**Information shown:**

- - - - -

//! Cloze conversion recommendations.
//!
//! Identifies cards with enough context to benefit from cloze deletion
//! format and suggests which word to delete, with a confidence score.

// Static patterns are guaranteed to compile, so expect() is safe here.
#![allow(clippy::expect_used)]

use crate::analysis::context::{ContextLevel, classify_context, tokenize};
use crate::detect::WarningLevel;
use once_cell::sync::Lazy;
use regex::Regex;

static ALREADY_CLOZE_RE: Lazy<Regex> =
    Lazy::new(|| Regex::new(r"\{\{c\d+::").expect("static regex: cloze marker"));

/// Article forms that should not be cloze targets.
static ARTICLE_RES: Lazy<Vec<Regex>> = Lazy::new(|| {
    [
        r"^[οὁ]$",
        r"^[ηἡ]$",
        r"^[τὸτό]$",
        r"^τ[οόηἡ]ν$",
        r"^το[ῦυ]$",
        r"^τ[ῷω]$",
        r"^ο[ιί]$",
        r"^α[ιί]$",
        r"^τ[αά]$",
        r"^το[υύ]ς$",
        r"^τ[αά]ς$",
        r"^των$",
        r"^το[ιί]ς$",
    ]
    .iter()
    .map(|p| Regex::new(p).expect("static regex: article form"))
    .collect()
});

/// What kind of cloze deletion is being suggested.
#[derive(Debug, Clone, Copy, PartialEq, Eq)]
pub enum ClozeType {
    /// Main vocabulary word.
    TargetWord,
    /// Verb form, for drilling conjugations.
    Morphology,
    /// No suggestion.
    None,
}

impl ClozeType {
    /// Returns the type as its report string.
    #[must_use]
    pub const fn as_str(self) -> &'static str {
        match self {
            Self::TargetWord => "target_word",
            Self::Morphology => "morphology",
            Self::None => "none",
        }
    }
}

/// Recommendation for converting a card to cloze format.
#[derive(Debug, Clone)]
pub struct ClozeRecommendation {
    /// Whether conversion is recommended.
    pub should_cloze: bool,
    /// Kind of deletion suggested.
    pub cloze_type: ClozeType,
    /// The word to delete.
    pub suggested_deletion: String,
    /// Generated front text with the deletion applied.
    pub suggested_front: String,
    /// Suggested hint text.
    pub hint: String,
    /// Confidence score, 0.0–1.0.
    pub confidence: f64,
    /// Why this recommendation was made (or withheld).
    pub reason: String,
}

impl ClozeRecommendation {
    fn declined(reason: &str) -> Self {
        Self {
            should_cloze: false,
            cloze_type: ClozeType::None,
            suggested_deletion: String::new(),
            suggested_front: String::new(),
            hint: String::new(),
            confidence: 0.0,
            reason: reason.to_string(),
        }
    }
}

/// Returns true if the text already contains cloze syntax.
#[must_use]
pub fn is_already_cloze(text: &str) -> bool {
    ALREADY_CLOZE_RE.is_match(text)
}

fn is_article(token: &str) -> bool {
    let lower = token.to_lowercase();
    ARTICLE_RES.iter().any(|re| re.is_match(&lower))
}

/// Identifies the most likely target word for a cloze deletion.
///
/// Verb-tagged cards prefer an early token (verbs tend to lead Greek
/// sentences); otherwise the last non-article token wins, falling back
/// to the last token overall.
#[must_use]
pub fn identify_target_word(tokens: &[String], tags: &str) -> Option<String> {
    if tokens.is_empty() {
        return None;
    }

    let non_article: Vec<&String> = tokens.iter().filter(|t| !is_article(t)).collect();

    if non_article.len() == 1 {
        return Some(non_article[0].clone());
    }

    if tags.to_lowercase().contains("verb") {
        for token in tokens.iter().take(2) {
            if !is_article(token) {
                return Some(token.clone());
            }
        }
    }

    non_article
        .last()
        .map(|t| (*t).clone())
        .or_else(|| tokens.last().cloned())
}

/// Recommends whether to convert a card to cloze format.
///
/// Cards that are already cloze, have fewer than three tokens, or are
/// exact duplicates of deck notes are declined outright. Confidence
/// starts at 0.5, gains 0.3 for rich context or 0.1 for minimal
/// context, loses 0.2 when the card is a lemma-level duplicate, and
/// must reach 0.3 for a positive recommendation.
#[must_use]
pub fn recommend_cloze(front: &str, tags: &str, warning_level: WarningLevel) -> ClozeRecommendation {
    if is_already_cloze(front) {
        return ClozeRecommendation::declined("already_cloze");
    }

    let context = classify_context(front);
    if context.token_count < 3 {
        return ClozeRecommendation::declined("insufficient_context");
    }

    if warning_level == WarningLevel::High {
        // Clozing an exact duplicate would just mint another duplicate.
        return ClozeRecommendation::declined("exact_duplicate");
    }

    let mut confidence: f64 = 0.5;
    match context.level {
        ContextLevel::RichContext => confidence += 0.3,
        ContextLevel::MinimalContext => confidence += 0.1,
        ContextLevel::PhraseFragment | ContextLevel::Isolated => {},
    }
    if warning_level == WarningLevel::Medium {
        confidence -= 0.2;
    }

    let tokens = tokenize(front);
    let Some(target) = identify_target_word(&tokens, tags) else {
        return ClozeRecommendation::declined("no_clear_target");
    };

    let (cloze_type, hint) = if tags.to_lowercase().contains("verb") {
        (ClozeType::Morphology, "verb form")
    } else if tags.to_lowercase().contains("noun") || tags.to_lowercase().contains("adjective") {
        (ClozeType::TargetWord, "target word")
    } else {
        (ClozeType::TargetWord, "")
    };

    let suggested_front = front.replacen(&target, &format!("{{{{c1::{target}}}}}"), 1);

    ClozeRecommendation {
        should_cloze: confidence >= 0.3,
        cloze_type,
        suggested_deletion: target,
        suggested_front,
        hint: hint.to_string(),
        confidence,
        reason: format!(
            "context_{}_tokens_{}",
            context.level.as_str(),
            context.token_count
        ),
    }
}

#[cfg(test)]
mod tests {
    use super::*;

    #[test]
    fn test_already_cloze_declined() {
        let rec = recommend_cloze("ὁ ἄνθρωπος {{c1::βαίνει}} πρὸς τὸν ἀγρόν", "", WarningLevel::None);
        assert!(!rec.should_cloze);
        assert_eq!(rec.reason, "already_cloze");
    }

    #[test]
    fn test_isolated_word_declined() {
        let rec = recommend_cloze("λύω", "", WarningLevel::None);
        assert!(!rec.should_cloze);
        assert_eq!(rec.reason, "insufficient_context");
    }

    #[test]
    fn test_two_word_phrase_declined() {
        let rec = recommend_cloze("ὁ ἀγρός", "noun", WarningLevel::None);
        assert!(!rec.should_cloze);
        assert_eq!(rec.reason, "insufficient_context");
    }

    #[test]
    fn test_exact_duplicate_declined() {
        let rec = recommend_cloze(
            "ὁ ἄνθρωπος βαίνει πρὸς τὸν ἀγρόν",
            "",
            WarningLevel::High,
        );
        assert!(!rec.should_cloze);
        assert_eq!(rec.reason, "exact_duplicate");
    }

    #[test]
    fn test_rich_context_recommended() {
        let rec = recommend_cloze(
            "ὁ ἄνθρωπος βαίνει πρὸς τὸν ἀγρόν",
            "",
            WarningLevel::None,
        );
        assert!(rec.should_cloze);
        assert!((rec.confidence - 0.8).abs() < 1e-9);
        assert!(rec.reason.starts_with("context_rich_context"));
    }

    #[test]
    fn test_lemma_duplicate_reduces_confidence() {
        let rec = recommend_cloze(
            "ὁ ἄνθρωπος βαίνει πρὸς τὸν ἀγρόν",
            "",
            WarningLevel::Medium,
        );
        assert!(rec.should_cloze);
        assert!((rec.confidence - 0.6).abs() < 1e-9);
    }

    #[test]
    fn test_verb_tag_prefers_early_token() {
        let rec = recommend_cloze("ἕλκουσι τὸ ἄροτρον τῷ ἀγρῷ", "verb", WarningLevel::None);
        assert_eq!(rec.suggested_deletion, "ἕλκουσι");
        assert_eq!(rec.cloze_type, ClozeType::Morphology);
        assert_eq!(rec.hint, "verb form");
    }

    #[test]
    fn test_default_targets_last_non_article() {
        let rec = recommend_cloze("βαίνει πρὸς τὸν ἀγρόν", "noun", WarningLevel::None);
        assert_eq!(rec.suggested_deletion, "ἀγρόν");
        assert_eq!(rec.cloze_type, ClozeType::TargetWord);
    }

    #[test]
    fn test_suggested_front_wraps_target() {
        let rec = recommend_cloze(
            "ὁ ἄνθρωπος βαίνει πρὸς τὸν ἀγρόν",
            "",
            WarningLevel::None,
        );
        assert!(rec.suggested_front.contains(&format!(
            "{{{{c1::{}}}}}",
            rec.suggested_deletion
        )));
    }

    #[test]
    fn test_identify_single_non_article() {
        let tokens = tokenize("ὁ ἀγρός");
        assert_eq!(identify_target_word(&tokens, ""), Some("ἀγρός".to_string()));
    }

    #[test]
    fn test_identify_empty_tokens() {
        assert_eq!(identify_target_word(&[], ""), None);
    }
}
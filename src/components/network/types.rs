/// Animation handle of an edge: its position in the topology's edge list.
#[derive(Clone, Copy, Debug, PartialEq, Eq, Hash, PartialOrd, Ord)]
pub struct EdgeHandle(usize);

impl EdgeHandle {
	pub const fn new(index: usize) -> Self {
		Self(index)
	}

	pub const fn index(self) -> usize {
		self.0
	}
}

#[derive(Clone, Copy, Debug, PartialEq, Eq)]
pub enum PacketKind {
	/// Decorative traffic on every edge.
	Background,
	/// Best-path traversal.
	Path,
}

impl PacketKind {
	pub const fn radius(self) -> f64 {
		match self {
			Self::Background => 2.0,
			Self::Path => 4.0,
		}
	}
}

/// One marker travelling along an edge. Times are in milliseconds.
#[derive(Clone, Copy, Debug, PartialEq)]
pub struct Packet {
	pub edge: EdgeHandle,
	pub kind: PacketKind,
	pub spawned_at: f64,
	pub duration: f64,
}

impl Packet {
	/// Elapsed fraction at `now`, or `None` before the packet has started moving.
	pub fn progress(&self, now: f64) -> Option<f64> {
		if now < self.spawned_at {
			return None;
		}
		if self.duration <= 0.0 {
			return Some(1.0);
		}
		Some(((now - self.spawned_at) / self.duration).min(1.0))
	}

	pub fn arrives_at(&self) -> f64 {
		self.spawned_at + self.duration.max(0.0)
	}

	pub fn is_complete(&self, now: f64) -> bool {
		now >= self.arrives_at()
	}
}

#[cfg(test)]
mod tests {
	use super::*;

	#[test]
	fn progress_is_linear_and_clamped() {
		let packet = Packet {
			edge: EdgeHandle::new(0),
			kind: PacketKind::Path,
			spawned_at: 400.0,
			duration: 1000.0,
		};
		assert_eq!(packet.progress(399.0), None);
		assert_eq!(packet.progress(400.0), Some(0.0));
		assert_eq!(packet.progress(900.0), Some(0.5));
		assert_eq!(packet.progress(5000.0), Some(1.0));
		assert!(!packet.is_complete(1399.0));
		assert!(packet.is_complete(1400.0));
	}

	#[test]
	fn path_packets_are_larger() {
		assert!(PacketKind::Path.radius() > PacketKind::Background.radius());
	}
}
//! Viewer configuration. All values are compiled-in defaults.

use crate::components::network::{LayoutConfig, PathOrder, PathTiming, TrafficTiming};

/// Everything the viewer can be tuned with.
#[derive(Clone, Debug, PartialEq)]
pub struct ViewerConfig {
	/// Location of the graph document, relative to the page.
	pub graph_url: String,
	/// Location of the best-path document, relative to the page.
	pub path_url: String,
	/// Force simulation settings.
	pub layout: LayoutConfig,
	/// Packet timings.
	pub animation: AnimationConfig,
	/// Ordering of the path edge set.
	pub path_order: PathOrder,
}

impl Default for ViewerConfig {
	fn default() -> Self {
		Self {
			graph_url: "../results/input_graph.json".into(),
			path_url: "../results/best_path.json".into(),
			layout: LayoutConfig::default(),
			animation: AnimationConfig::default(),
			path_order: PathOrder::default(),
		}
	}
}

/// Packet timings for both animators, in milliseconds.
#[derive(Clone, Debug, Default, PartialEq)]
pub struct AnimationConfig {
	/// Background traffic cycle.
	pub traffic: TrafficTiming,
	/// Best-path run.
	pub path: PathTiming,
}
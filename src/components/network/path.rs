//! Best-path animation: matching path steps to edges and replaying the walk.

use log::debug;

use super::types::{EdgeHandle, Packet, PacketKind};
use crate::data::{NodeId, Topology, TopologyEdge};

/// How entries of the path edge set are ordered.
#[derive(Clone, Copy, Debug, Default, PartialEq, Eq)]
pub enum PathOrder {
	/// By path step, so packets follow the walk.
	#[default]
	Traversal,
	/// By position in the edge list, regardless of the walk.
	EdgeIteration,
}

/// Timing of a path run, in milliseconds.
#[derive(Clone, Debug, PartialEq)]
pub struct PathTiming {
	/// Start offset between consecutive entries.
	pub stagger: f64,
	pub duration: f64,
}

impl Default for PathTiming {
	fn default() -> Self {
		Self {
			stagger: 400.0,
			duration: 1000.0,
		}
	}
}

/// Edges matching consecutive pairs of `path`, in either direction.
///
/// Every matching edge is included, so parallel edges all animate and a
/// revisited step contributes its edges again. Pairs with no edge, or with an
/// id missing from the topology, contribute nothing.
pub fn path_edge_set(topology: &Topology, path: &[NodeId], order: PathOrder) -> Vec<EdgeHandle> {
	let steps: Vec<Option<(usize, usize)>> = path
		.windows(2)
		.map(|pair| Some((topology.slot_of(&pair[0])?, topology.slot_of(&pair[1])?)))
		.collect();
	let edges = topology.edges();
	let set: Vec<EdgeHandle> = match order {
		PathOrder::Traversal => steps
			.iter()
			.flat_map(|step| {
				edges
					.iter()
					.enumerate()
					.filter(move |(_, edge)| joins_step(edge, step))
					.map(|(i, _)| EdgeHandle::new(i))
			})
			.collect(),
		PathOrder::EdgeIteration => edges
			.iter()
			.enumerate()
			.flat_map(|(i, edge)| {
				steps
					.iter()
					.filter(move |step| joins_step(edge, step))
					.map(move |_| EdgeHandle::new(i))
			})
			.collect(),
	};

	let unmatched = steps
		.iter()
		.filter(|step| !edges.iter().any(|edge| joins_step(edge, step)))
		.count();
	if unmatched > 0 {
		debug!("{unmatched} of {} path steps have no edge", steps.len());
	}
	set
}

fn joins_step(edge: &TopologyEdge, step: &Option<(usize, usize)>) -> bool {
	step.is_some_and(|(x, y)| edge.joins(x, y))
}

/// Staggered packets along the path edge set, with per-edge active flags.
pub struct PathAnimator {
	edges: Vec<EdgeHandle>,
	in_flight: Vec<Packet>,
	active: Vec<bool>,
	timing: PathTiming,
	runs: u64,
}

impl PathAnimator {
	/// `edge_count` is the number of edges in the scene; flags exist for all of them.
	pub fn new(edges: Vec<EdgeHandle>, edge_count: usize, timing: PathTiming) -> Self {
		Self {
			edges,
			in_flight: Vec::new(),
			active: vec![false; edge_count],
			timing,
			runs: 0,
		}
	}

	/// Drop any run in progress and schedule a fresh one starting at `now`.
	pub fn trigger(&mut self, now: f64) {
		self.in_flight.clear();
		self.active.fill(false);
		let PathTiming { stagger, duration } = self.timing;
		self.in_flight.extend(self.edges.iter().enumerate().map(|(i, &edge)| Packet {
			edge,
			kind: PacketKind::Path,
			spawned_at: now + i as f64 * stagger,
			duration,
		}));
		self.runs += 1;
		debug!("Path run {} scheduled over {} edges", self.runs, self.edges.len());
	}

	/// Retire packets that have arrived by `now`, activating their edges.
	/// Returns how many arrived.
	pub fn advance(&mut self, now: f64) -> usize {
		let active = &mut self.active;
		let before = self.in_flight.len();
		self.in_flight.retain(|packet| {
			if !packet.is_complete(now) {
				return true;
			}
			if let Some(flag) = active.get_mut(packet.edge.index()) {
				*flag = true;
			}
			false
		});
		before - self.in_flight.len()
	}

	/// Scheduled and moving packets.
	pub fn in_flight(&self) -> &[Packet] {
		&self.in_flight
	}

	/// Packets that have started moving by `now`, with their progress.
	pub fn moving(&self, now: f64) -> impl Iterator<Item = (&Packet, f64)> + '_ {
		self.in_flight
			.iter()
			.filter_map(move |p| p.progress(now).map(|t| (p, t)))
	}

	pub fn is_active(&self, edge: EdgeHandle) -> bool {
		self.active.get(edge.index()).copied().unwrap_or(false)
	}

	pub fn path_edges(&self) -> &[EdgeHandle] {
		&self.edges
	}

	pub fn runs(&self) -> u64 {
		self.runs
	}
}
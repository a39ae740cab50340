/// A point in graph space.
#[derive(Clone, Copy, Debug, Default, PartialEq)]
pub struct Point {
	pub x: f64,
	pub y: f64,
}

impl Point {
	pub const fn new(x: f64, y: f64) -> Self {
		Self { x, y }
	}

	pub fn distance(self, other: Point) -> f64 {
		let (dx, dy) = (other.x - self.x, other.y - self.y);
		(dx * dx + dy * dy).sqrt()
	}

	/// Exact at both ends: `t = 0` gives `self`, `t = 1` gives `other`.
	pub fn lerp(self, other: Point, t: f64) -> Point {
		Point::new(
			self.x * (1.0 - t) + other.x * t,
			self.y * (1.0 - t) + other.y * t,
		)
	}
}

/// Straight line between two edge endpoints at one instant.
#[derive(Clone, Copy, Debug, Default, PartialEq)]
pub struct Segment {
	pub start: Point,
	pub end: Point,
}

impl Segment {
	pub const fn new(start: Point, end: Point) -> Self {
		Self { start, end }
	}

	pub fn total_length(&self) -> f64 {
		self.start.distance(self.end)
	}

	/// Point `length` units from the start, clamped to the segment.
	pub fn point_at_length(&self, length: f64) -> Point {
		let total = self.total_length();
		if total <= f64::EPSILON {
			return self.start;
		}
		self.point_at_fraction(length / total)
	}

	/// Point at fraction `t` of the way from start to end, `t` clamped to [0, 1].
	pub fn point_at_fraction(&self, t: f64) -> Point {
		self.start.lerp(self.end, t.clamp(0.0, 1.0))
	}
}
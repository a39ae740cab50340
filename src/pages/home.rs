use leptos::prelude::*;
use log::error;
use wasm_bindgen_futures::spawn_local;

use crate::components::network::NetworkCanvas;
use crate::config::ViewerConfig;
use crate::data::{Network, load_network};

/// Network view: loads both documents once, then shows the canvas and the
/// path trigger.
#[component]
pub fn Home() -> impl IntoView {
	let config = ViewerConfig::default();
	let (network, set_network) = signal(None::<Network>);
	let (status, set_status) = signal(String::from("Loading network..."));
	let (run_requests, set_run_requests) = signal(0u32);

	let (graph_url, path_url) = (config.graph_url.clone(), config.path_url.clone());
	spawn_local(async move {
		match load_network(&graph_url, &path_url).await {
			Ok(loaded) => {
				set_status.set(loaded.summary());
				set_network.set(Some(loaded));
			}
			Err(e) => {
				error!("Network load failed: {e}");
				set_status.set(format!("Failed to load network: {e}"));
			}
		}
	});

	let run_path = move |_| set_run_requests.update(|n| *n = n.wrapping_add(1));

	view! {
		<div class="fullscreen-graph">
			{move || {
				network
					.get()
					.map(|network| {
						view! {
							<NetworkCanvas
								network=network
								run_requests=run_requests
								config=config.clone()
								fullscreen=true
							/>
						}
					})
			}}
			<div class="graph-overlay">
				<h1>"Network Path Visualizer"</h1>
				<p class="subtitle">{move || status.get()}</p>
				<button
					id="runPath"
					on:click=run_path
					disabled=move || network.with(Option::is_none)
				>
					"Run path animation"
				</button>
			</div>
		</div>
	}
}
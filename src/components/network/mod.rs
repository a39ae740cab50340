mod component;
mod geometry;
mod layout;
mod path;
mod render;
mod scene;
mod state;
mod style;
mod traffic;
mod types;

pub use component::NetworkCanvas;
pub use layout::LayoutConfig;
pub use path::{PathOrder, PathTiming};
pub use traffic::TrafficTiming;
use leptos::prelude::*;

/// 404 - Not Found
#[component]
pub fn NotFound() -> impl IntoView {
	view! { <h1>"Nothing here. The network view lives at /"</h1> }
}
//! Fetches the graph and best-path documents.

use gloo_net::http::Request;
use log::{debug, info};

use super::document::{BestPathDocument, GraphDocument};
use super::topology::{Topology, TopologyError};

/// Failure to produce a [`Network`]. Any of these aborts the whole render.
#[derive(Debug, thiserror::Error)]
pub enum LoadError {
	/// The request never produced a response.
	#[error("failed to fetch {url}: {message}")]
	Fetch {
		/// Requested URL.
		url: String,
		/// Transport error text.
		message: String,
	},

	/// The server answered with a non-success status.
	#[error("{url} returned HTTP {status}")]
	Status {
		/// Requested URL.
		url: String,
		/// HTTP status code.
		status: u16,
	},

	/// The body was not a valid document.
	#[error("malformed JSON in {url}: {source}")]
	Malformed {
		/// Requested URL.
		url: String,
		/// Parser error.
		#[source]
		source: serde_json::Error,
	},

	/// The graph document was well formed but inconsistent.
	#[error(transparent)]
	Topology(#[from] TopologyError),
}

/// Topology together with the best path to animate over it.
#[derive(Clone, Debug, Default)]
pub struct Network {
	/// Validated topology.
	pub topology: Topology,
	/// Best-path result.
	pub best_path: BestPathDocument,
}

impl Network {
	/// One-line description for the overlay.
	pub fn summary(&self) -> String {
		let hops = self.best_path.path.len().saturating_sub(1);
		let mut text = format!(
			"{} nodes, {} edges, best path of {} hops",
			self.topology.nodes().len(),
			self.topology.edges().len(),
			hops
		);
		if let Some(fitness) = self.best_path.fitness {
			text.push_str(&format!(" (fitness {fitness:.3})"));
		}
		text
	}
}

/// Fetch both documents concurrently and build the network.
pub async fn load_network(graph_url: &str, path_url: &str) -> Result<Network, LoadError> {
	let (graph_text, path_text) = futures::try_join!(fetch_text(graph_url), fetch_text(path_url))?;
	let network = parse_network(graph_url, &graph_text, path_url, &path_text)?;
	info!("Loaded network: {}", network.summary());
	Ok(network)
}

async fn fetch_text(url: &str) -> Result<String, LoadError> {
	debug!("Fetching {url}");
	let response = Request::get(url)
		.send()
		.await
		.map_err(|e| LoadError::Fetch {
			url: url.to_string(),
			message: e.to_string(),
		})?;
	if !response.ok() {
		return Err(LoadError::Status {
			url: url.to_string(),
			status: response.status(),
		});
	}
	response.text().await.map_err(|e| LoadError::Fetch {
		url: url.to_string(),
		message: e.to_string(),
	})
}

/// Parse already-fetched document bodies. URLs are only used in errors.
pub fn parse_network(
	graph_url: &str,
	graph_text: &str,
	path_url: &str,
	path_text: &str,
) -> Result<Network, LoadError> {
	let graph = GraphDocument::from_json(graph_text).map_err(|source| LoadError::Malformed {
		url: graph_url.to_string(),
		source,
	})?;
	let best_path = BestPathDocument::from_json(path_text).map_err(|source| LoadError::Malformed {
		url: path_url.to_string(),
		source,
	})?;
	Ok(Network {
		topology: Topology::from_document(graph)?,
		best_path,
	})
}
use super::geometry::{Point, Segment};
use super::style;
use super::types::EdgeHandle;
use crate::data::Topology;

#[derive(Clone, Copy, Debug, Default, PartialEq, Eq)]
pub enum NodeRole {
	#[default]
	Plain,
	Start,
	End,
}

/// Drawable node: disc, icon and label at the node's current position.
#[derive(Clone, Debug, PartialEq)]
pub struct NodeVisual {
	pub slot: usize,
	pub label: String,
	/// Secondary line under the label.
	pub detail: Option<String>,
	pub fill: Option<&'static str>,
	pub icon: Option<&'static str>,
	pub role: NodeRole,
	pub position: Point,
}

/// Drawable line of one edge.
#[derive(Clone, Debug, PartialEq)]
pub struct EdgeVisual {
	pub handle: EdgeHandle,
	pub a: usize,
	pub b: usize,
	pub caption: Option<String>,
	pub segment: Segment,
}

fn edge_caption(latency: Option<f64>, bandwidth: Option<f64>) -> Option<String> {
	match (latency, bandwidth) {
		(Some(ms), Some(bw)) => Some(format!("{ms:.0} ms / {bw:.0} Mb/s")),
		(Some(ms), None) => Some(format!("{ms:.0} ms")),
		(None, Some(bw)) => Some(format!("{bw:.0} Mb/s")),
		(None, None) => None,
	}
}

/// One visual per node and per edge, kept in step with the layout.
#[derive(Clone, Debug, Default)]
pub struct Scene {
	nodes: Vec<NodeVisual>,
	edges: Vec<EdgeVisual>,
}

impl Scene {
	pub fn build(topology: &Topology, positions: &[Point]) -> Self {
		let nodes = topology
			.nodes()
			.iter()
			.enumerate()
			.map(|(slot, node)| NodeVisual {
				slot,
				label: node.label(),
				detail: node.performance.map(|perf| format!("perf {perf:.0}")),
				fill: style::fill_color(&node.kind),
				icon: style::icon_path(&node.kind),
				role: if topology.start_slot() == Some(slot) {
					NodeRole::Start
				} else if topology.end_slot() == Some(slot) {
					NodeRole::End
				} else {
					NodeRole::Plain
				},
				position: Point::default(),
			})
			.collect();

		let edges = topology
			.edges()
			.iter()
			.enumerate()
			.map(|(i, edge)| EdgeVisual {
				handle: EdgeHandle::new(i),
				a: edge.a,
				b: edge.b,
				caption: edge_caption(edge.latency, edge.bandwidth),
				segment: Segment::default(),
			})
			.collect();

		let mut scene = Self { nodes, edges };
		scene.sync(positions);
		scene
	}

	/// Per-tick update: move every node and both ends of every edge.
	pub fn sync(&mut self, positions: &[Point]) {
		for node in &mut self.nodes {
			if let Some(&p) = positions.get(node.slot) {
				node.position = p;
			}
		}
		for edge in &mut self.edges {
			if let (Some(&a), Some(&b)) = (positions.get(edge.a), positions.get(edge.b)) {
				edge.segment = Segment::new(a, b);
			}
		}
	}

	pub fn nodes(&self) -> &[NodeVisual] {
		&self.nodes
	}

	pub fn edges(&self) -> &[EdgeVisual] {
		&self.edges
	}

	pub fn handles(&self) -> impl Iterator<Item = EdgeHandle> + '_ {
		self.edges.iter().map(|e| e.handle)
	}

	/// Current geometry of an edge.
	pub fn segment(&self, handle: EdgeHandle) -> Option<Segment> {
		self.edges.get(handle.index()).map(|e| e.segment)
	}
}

- - - - -

**Assigned task:** Restate word for word the lines above, beginning at the first one and ending at the line that carries "use regex::Regex;".

**Response box:**
//! Cloze conversion recommendations.
//!
//! Identifies cards with enough context to benefit from cloze deletion
//! format and suggests which word to delete, with a confidence score.

// Static patterns are guaranteed to compile, so expect() is safe here.
#![allow(clippy::expect_used)]

use crate::analysis::context::{ContextLevel, classify_context, tokenize};
use crate::detect::WarningLevel;
use once_cell::sync::Lazy;
use regex::Regex;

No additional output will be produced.